Ilustrasi – Aktivitas penambangan minyak dan gas di lepas pantai Foto: Antara
MEDIASURAK.ID, BANDA ACEH – Menteri Energi dan Sumber Daya Mineral (ESDM), Bahlil Lahadalia, menyatakan pemerintah masih mengkaji usulan Pemerintah Aceh agar gas dari Blok Andaman diolah di darat melalui Kawasan Ekonomi Khusus (KEK) Arun Lhokseumawe. Hingga kini, belum ada keputusan final terkait skema pengembangan proyek tersebut.
Pernyataan itu disampaikan Bahlil kepada wartawan usai melantik pengurus DPD I Partai Golkar Aceh di Banda Aceh, Sabtu (11/7/2026). Bahlil mengatakan pemerintah akan menentukan pilihan terbaik dengan mempertimbangkan aspek keekonomian, manfaat bagi daerah, serta kepastian investasi. Karena itu, keputusan tidak bisa diambil hanya berdasarkan usulan satu pihak.
“Kita harus mencari solusi yang saling menguntungkan. Pembahasannya masih berjalan karena pada akhirnya proyek ini juga harus layak secara bisnis,” ujar Bahlil.

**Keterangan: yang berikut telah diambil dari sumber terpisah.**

//! sqlfluff lint output.
//!
//! ```text
//! == [models/orders.sql] FAIL
//! L:  12 | P:   5 | RF04 | Keywords should not be used as identifiers.
//! ```

use regex::Regex;
use std::sync::LazyLock;

use cilog_protocol::Finding;

use super::{FormatParser, severity};

static RE_FILE: LazyLock<Regex> = LazyLock::new(|| {
    Regex::new(r"^\s*(?:==\s*)?\[(?P<file>[^\]]+)\]\s+(?P<status>FAIL|PASS)\b").unwrap()
});

static RE_VIOLATION: LazyLock<Regex> = LazyLock::new(|| {
    Regex::new(
        r"^\s*L:\s*(?P<line>\d+)\s*\|\s*P:\s*(?P<pos>\d+)\s*\|\s*(?P<code>\w+)\s*\|\s*(?P<msg>.+?)\s*$",
    )
    .unwrap()
});

pub struct Sqlfluff;

impl FormatParser for Sqlfluff {
    fn tool(&self) -> &'static str {
        "sqlfluff"
    }

    fn parse(&self, text: &str) -> Vec<Finding> {
        let mut findings = Vec::new();
        let mut current: Option<&str> = None;

        for line in text.lines() {
            if let Some(caps) = RE_FILE.captures(line) {
                current = match &caps["status"] {
                    "FAIL" => caps.name("file").map(|m| m.as_str()),
                    _ => None,
                };
                continue;
            }
            let Some(file) = current else { continue };
            let Some(caps) = RE_VIOLATION.captures(line) else {
                continue;
            };
            let code = &caps["code"];
            findings.push(
                Finding::new(
                    self.tool(),
                    "lint_error",
                    severity::classify(self.tool(), code),
                    file,
                    &caps["line"],
                    &caps["msg"],
                )
                .with_column(&caps["pos"])
                .with_code(code)
                .with_fix(format!("sqlfluff fix {file}")),
            );
        }
        findings
    }
}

Ia menjelaskan, pengolahan gas di KEK Arun tetap berpeluang dilakukan apabila hasil perhitungan ekonomi dinilai layak. Sebaliknya, pemerintah tidak mungkin memaksa bila investasi yang dibutuhkan terlalu besar dan tidak memberikan keuntungan.
Salah satu tantangan utama, kata Bahlil, adalah lokasi cadangan gas Blok Andaman yang berada di lepas pantai, lebih dari 12 mil laut dari garis pantai. Kondisi tersebut membuat pembangunan jaringan pipa menuju daratan memerlukan investasi yang sangat besar.
“Yang kita cari adalah solusi yang menguntungkan semua pihak. Kalau biaya ekonominya terlalu tinggi, tentu tidak bisa dipaksakan,” katanya.
Ia mengungkapkan, pembangunan pipa dengan biaya tinggi berpotensi membuat harga gas melampaui 10 dolar Amerika Serikat, sehingga dinilai kurang kompetitif bagi kebutuhan industri.
“Tidak ada bisnis yang dirancang untuk merugi. Yang kita inginkan adalah masyarakat Aceh memperoleh manfaat, investor mendapat kepastian usaha, dan negara tetap menerima bagi hasil,” ujarnya.
Ia menambahkan, pengembangan Blok Andaman berada di bawah kontrak kerja sama dengan Mubadala Energy sebagai pemegang konsesi . Karena itu, setiap kebijakan yang diambil harus memperhatikan ketentuan kontraktual sekaligus memastikan pengelolaan sumber daya alam tersebut mampu memberikan nilai tambah bagi perekonomian Aceh.